The avionics industry is now a major multi-billion dollar industry world-wide and the avionics equipment on a modern military or civil aircraft can account for around 30% of the total cost of the aircraft. This figure for the avionics content is more like 40% in the case of a maritime patrol/anti-submarine aircraft (or helicopter) and can be over 75% of the total cost in the case of an airborne early warning aircraft such as an AWACS.
— Introduction to Avionics Systems, 2002, p. 1
Boeing promises up-to-date prices (including profit) on their website. The cheapest 777 is listed at USD 283.4 million. For comparison, the engines on the 777 account for 20%.
Moving on to the military side to confirm that 30-40%—as of 2009 the [electronics of the] weapons systems of a single Boeing F/A-18E/F Super Hornet cost some USD 35 million, 44% of the flyaway cost (cost of the aircraft production). Source: navy.mil, PDF page 32.
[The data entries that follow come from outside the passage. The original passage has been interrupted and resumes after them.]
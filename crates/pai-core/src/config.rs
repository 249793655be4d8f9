//! Configuration
//!
//! Data directory layout, user settings, provider/model resolution and
//! per-provider API key environment variables.

use std::path::{Path, PathBuf};

use serde::{Deserialize, Serialize};

use crate::error::{AgentError, Result};

/// Overrides the data directory (default `~/.pai`)
pub const HOME_ENV: &str = "PAI_HOME";
/// Overrides the provider for one invocation
pub const PROVIDER_ENV: &str = "PAI_PROVIDER";
/// Overrides the model for one invocation
pub const MODEL_ENV: &str = "PAI_MODEL";

/// Provider used when nothing else selects one
pub const FALLBACK_PROVIDER: &str = "openai";

/// Locations of every file the CLI reads or writes
#[derive(Clone, Debug)]
pub struct PaiPaths {
    root: PathBuf,
}

impl PaiPaths {
    pub fn new(root: impl Into<PathBuf>) -> Self {
        Self { root: root.into() }
    }

    /// `$PAI_HOME`, else `~/.pai`
    pub fn from_env() -> Result<Self> {
        if let Some(home) = std::env::var_os(HOME_ENV).filter(|v| !v.is_empty()) {
            return Ok(Self::new(home));
        }
        let home = dirs::home_dir()
            .ok_or_else(|| AgentError::Config("cannot determine home directory".into()))?;
        Ok(Self::new(home.join(".pai")))
    }

    pub fn root(&self) -> &Path {
        &self.root
    }

    pub fn sessions_dir(&self) -> PathBuf {
        self.root.join("sessions")
    }

    pub fn providers_file(&self) -> PathBuf {
        self.root.join("providers.toml")
    }

    pub fn resources_file(&self) -> PathBuf {
        self.root.join("resources.json")
    }

    pub fn settings_file(&self) -> PathBuf {
        self.root.join("config.toml")
    }

    /// Create the data directory tree if missing
    pub fn ensure(&self) -> Result<()> {
        std::fs::create_dir_all(self.sessions_dir())?;
        Ok(())
    }
}

/// Non-secret user preferences, stored under `[pai]` in `config.toml`
#[derive(Clone, Debug, Default, PartialEq, Eq, Serialize, Deserialize)]
pub struct Settings {
    #[serde(default, skip_serializing_if = "Option::is_none")]
    pub provider: Option<String>,
    #[serde(default, skip_serializing_if = "Option::is_none")]
    pub model: Option<String>,
}

#[derive(Debug, Default, Serialize, Deserialize)]
struct SettingsFile {
    #[serde(default)]
    pai: Settings,
}

impl Settings {
    /// Read settings; a missing file yields defaults.
    pub fn load(path: &Path) -> Result<Self> {
        if !path.exists() {
            return Ok(Self::default());
        }
        let text = std::fs::read_to_string(path)?;
        let file: SettingsFile = toml::from_str(&text)?;
        Ok(file.pai)
    }

    pub fn save(&self, path: &Path) -> Result<()> {
        let text = toml::to_string_pretty(&SettingsFile { pai: self.clone() })?;
        write_atomic(path, text.as_bytes())
    }
}

/// Inputs to provider/model selection, highest precedence first
#[derive(Clone, Debug, Default)]
pub struct Selection<'a> {
    pub provider_flag: Option<&'a str>,
    pub model_flag: Option<&'a str>,
    pub provider_env: Option<String>,
    pub model_env: Option<String>,
    pub settings: Option<&'a Settings>,
    pub registry_default: Option<&'a str>,
}

impl Selection<'_> {
    /// Pick a provider name and an optional model.
    ///
    /// Precedence: flag > env > settings file > registry default > fallback.
    /// A missing model means "the provider's own default".
    pub fn resolve(&self) -> (String, Option<String>) {
        let provider = self
            .provider_flag
            .map(str::to_string)
            .or_else(|| self.provider_env.clone())
            .or_else(|| self.settings.and_then(|s| s.provider.clone()))
            .or_else(|| self.registry_default.map(str::to_string))
            .unwrap_or_else(|| FALLBACK_PROVIDER.to_string());
        let model = self
            .model_flag
            .map(str::to_string)
            .or_else(|| self.model_env.clone())
            .or_else(|| self.settings.and_then(|s| s.model.clone()));
        (provider, model)
    }
}

/// Read `PAI_PROVIDER` / `PAI_MODEL`, ignoring empty values
pub fn selection_env() -> (Option<String>, Option<String>) {
    let read = |name: &str| std::env::var(name).ok().filter(|v| !v.trim().is_empty());
    (read(PROVIDER_ENV), read(MODEL_ENV))
}

/// Environment variables consulted for a provider's API key, in order
pub fn api_key_env_vars(provider: &str) -> &'static [&'static str] {
    match provider.to_ascii_lowercase().as_str() {
        "openai" => &["OPENAI_API_KEY"],
        "anthropic" => &["ANTHROPIC_API_KEY"],
        "gemini" | "google" => &["GEMINI_API_KEY", "GOOGLE_API_KEY"],
        "huggingface" | "hf" => &["HUGGINGFACE_INFERENCE_TOKEN", "HF_TOKEN"],
        "mistral" => &["MISTRAL_API_KEY"],
        "groq" => &["GROQ_API_KEY"],
        _ => &[],
    }
}

/// First non-empty API key found in the provider's environment variables
pub fn api_key_from_env(provider: &str) -> Option<String> {
    api_key_env_vars(provider)
        .iter()
        .find_map(|name| std::env::var(name).ok().filter(|v| !v.trim().is_empty()))
}

/// Write to a sibling temp file, then rename over the target.
pub fn write_atomic(path: &Path, contents: &[u8]) -> Result<()> {
    if let Some(parent) = path.parent() {
        std::fs::create_dir_all(parent)?;
    }
    let tmp = temp_path(path);
    std::fs::write(&tmp, contents)?;
    std::fs::rename(&tmp, path)?;
    Ok(())
}

/// [`write_atomic`] on the async runtime
pub async fn write_atomic_async(path: &Path, contents: &[u8]) -> Result<()> {
    if let Some(parent) = path.parent() {
        tokio::fs::create_dir_all(parent).await?;
    }
    let tmp = temp_path(path);
    tokio::fs::write(&tmp, contents).await?;
    tokio::fs::rename(&tmp, path).await?;
    Ok(())
}

fn temp_path(path: &Path) -> PathBuf {
    let mut tmp = path.as_os_str().to_owned();
    tmp.push(".tmp");
    PathBuf::from(tmp)
}

#[cfg(test)]
mod tests {
    use super::*;

    #[test]
    fn test_paths_layout() {
        let paths = PaiPaths::new("/tmp/pai-home");
        assert_eq!(paths.sessions_dir(), PathBuf::from("/tmp/pai-home/sessions"));
        assert_eq!(paths.providers_file(), PathBuf::from("/tmp/pai-home/providers.toml"));
        assert_eq!(paths.resources_file(), PathBuf::from("/tmp/pai-home/resources.json"));
    }

    #[test]
    fn test_settings_roundtrip_and_missing_file() {
        let dir = tempfile::tempdir().unwrap();
        let path = dir.path().join("config.toml");
        assert_eq!(Settings::load(&path).unwrap(), Settings::default());

        let settings = Settings {
            provider: Some("anthropic".into()),
            model: None,
        };
        settings.save(&path).unwrap();
        let text = std::fs::read_to_string(&path).unwrap();
        assert!(text.contains("[pai]"));
        assert_eq!(Settings::load(&path).unwrap(), settings);
        assert!(!dir.path().join("config.toml.tmp").exists());
    }

    #[test]
    fn test_selection_precedence() {
        let settings = Settings {
            provider: Some("gemini".into()),
            model: Some("gemini-pro".into()),
        };
        let mut sel = Selection {
            settings: Some(&settings),
            registry_default: Some("ollama"),
            ..Default::default()
        };
        assert_eq!(sel.resolve(), ("gemini".into(), Some("gemini-pro".into())));

        sel.provider_env = Some("anthropic".into());
        assert_eq!(sel.resolve().0, "anthropic");

        sel.provider_flag = Some("openai");
        sel.model_flag = Some("gpt-4o");
        assert_eq!(sel.resolve(), ("openai".into(), Some("gpt-4o".into())));

        let bare = Selection::default();
        assert_eq!(bare.resolve(), (FALLBACK_PROVIDER.into(), None));
    }

    #[test]
    fn test_api_key_env_names() {
        assert_eq!(api_key_env_vars("OpenAI"), &["OPENAI_API_KEY"]);
        assert_eq!(api_key_env_vars("google"), &["GEMINI_API_KEY", "GOOGLE_API_KEY"]);
        assert!(api_key_env_vars("ollama").is_empty());
    }
}
//! Hugging Face Inference API provider (text generation)

use std::sync::Arc;

use async_trait::async_trait;
use pai_core::{
    error::{AgentError, Result},
    provider::{GenerationOptions, LlmProvider},
    registry::{ProviderArgs, ProviderFactory},
};
use reqwest::Client;
use serde::Deserialize;
use serde_json::{Map, Value, json};

use crate::http::{client, merge_extra, require_api_key, send_json, trim_base};

pub const DEFAULT_MODEL: &str = "meta-llama/Llama-3.1-8B-Instruct";
pub const BASE_URL: &str = "https://api-inference.huggingface.co/models";
pub const CLASS_PATH: &str = "pai_runtime::huggingface::HuggingFaceProvider";

/// Hugging Face provider
pub struct HuggingFaceProvider {
    client: Client,
    api_key: String,
    model: String,
    base_url: String,
}

impl HuggingFaceProvider {
    pub fn new(api_key: impl Into<String>, model: impl Into<String>) -> Result<Self> {
        Ok(Self {
            client: client()?,
            api_key: api_key.into(),
            model: model.into(),
            base_url: BASE_URL.into(),
        })
    }

    pub fn from_args(args: ProviderArgs) -> Result<Self> {
        let api_key = require_api_key("huggingface", args.api_key)?;
        let mut provider = Self::new(api_key, args.model.unwrap_or_else(|| DEFAULT_MODEL.into()))?;
        if let Some(base_url) = args.base_url {
            provider.base_url = trim_base(&base_url);
        }
        Ok(provider)
    }

    pub fn factory() -> ProviderFactory {
        Arc::new(|args: ProviderArgs| Ok(Box::new(Self::from_args(args)?) as Box<dyn LlmProvider>))
    }

    /// Text generation takes a single input string; the system prompt leads it
    fn request_body(prompt: &str, options: &GenerationOptions) -> Value {
        let system = options.system();
        let inputs = if system.trim().is_empty() {
            prompt.to_string()
        } else {
            format!("{system}\n\n{prompt}")
        };

        let mut parameters = Map::new();
        parameters.insert("return_full_text".into(), json!(false));
        if let Some(n) = options.max_tokens {
            parameters.insert("max_new_tokens".into(), json!(n));
        }
        if let Some(t) = options.temperature {
            parameters.insert("temperature".into(), json!(t));
        }
        if let Some(p) = options.top_p {
            parameters.insert("top_p".into(), json!(p));
        }
        merge_extra(&mut parameters, &options.extra);

        json!({"inputs": inputs, "parameters": parameters})
    }
}

#[derive(Deserialize)]
#[serde(untagged)]
enum GenerationResponse {
    Many(Vec<Generated>),
    One(Generated),
}

#[derive(Deserialize)]
struct Generated {
    generated_text: String,
}

fn extract_text(response: GenerationResponse) -> Result<String> {
    match response {
        GenerationResponse::One(g) => Ok(g.generated_text),
        GenerationResponse::Many(list) => list
            .into_iter()
            .next()
            .map(|g| g.generated_text)
            .ok_or_else(|| AgentError::Provider("Hugging Face returned no generations".into())),
    }
}

#[async_trait]
impl LlmProvider for HuggingFaceProvider {
    fn name(&self) -> &str {
        "huggingface"
    }

    fn model(&self) -> &str {
        &self.model
    }

    async fn complete(&self, prompt: &str, options: &GenerationOptions) -> Result<String> {
        let model = options.model_or(&self.model);
        tracing::debug!(model, "Hugging Face text generation");
        let request = self
            .client
            .post(format!("{}/{model}", self.base_url))
            .bearer_auth(&self.api_key)
            .json(&Self::request_body(prompt, options));
        let text = extract_text(send_json("Hugging Face", request).await?)?;
        Ok(text.trim().to_string())
    }
}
While expensive, on the long run they're cheaper. Kind of like replacing a good digital watch, compared to repairing an expensive mechanical watch.
The airlines want the advanced technology, despite its higher initial price, because of the lower life-cycle and replacement costs it offers. The cost of maintaining conventional cockpits has soared. Dial-type gauges require watchmaker skills to repair, and skilled people are getting fewer. At the same time digital devices are getting cheaper.